# [Data to process]
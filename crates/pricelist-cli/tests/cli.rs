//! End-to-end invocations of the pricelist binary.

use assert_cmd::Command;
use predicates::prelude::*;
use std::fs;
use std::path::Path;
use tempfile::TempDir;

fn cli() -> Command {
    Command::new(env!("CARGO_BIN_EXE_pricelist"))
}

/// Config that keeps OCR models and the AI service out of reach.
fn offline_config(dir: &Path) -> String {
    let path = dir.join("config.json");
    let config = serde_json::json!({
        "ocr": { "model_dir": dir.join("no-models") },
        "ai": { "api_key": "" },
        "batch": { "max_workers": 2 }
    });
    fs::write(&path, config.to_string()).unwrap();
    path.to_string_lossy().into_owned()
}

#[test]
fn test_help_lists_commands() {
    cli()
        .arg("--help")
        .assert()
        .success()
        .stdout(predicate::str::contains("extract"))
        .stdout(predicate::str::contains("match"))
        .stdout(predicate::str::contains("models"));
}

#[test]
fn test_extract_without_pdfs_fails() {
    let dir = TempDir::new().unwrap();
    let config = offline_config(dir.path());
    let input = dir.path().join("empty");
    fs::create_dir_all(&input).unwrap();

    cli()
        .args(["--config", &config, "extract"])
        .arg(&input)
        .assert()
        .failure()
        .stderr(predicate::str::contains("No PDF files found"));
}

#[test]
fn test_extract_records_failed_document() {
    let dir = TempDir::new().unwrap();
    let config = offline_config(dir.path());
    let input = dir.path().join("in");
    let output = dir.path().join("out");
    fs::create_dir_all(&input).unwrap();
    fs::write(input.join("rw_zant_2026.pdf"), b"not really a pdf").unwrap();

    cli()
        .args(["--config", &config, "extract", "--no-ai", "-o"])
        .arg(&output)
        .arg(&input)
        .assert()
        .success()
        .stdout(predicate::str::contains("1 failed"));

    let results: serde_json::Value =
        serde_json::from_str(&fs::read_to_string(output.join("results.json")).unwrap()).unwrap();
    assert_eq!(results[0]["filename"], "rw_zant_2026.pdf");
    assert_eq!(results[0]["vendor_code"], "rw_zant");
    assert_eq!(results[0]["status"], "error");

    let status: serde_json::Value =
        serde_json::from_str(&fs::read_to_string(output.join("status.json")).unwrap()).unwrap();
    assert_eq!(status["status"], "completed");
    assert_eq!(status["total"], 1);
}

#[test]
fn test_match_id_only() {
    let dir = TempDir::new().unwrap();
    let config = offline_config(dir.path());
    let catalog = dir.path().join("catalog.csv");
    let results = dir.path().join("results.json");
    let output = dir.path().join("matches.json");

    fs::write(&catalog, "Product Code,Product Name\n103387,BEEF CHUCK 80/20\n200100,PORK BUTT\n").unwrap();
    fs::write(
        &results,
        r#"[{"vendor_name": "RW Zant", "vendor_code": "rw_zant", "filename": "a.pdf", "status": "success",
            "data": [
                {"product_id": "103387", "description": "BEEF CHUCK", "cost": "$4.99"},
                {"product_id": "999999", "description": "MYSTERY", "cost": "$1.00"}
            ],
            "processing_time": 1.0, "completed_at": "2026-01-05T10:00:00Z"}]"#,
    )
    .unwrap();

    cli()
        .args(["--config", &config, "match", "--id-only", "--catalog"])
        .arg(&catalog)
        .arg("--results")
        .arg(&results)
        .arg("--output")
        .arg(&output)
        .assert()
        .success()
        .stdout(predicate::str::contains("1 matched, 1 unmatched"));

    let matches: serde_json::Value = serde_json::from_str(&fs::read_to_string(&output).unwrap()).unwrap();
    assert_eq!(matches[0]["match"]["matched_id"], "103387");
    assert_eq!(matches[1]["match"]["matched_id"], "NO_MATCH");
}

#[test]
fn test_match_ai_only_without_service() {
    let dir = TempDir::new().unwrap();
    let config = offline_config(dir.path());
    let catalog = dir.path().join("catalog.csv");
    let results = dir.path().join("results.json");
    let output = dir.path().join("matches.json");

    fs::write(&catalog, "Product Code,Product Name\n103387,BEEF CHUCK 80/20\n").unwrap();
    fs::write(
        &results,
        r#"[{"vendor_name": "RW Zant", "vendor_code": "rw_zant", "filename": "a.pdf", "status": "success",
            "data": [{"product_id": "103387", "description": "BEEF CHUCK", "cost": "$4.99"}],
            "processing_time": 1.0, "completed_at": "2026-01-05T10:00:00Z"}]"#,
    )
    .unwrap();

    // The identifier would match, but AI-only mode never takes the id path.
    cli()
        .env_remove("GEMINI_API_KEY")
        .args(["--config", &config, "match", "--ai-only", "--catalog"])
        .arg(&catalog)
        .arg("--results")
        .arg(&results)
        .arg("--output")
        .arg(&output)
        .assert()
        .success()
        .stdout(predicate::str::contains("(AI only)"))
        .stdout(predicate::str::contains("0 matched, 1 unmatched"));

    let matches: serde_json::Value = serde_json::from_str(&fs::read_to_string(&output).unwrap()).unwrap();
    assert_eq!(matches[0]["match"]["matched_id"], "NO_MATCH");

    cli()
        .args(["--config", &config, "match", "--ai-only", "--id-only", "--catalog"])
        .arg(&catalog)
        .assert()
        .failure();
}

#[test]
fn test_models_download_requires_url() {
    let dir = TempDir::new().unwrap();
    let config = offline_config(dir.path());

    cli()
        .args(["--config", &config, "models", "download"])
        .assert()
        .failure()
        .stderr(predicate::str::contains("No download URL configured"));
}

# [What to produce]
Reproduce the entries above in full, verbatim.

# [Solution for this exercise]
filename crates/pricelist-cli/tests/cli.rs
//! End-to-end invocations of the pricelist binary.

use assert_cmd::Command;
use predicates::prelude::*;
use std::fs;
use std::path::Path;
use tempfile::TempDir;

fn cli() -> Command {
    Command::new(env!("CARGO_BIN_EXE_pricelist"))
}

/// Config that keeps OCR models and the AI service out of reach.
fn offline_config(dir: &Path) -> String {
    let path = dir.join("config.json");
    let config = serde_json::json!({
        "ocr": { "model_dir": dir.join("no-models") },
        "ai": { "api_key": "" },
        "batch": { "max_workers": 2 }
    });
    fs::write(&path, config.to_string()).unwrap();
    path.to_string_lossy().into_owned()
}

#[test]
fn test_help_lists_commands() {
    cli()
        .arg("--help")
        .assert()
        .success()
        .stdout(predicate::str::contains("extract"))
        .stdout(predicate::str::contains("match"))
        .stdout(predicate::str::contains("models"));
}

#[test]
fn test_extract_without_pdfs_fails() {
    let dir = TempDir::new().unwrap();
    let config = offline_config(dir.path());
    let input = dir.path().join("empty");
    fs::create_dir_all(&input).unwrap();

    cli()
        .args(["--config", &config, "extract"])
        .arg(&input)
        .assert()
        .failure()
        .stderr(predicate::str::contains("No PDF files found"));
}

#[test]
fn test_extract_records_failed_document() {
    let dir = TempDir::new().unwrap();
    let config = offline_config(dir.path());
    let input = dir.path().join("in");
    let output = dir.path().join("out");
    fs::create_dir_all(&input).unwrap();
    fs::write(input.join("rw_zant_2026.pdf"), b"not really a pdf").unwrap();

    cli()
        .args(["--config", &config, "extract", "--no-ai", "-o"])
        .arg(&output)
        .arg(&input)
        .assert()
        .success()
        .stdout(predicate::str::contains("1 failed"));

    let results: serde_json::Value =
        serde_json::from_str(&fs::read_to_string(output.join("results.json")).unwrap()).unwrap();
    assert_eq!(results[0]["filename"], "rw_zant_2026.pdf");
    assert_eq!(results[0]["vendor_code"], "rw_zant");
    assert_eq!(results[0]["status"], "error");

    let status: serde_json::Value =
        serde_json::from_str(&fs::read_to_string(output.join("status.json")).unwrap()).unwrap();
    assert_eq!(status["status"], "completed");
    assert_eq!(status["total"], 1);
}

#[test]
fn test_match_id_only() {
    let dir = TempDir::new().unwrap();
    let config = offline_config(dir.path());
    let catalog = dir.path().join("catalog.csv");
    let results = dir.path().join("results.json");
    let output = dir.path().join("matches.json");

    fs::write(&catalog, "Product Code,Product Name\n103387,BEEF CHUCK 80/20\n200100,PORK BUTT\n").unwrap();
    fs::write(
        &results,
        r#"[{"vendor_name": "RW Zant", "vendor_code": "rw_zant", "filename": "a.pdf", "status": "success",
            "data": [
                {"product_id": "103387", "description": "BEEF CHUCK", "cost": "$4.99"},
                {"product_id": "999999", "description": "MYSTERY", "cost": "$1.00"}
            ],
            "processing_time": 1.0, "completed_at": "2026-01-05T10:00:00Z"}]"#,
    )
    .unwrap();

    cli()
        .args(["--config", &config, "match", "--id-only", "--catalog"])
        .arg(&catalog)
        .arg("--results")
        .arg(&results)
        .arg("--output")
        .arg(&output)
        .assert()
        .success()
        .stdout(predicate::str::contains("1 matched, 1 unmatched"));

    let matches: serde_json::Value = serde_json::from_str(&fs::read_to_string(&output).unwrap()).unwrap();
    assert_eq!(matches[0]["match"]["matched_id"], "103387");
    assert_eq!(matches[1]["match"]["matched_id"], "NO_MATCH");
}

#[test]
fn test_match_ai_only_without_service() {
    let dir = TempDir::new().unwrap();
    let config = offline_config(dir.path());
    let catalog = dir.path().join("catalog.csv");
    let results = dir.path().join("results.json");
    let output = dir.path().join("matches.json");

    fs::write(&catalog, "Product Code,Product Name\n103387,BEEF CHUCK 80/20\n").unwrap();
    fs::write(
        &results,
        r#"[{"vendor_name": "RW Zant", "vendor_code": "rw_zant", "filename": "a.pdf", "status": "success",
            "data": [{"product_id": "103387", "description": "BEEF CHUCK", "cost": "$4.99"}],
            "processing_time": 1.0, "completed_at": "2026-01-05T10:00:00Z"}]"#,
    )
    .unwrap();

    // The identifier would match, but AI-only mode never takes the id path.
    cli()
        .env_remove("GEMINI_API_KEY")
        .args(["--config", &config, "match", "--ai-only", "--catalog"])
        .arg(&catalog)
        .arg("--results")
        .arg(&results)
        .arg("--output")
        .arg(&output)
        .assert()
        .success()
        .stdout(predicate::str::contains("(AI only)"))
        .stdout(predicate::str::contains("0 matched, 1 unmatched"));

    let matches: serde_json::Value = serde_json::from_str(&fs::read_to_string(&output).unwrap()).unwrap();
    assert_eq!(matches[0]["match"]["matched_id"], "NO_MATCH");

    cli()
        .args(["--config", &config, "match", "--ai-only", "--id-only", "--catalog"])
        .arg(&catalog)
        .assert()
        .failure();
}

#[test]
fn test_models_download_requires_url() {
    let dir = TempDir::new().unwrap();
    let config = offline_config(dir.path());

    cli()
        .args(["--config", &config, "models", "download"])
        .assert()
        .failure()
        .stderr(predicate::str::contains("No download URL configured"));
}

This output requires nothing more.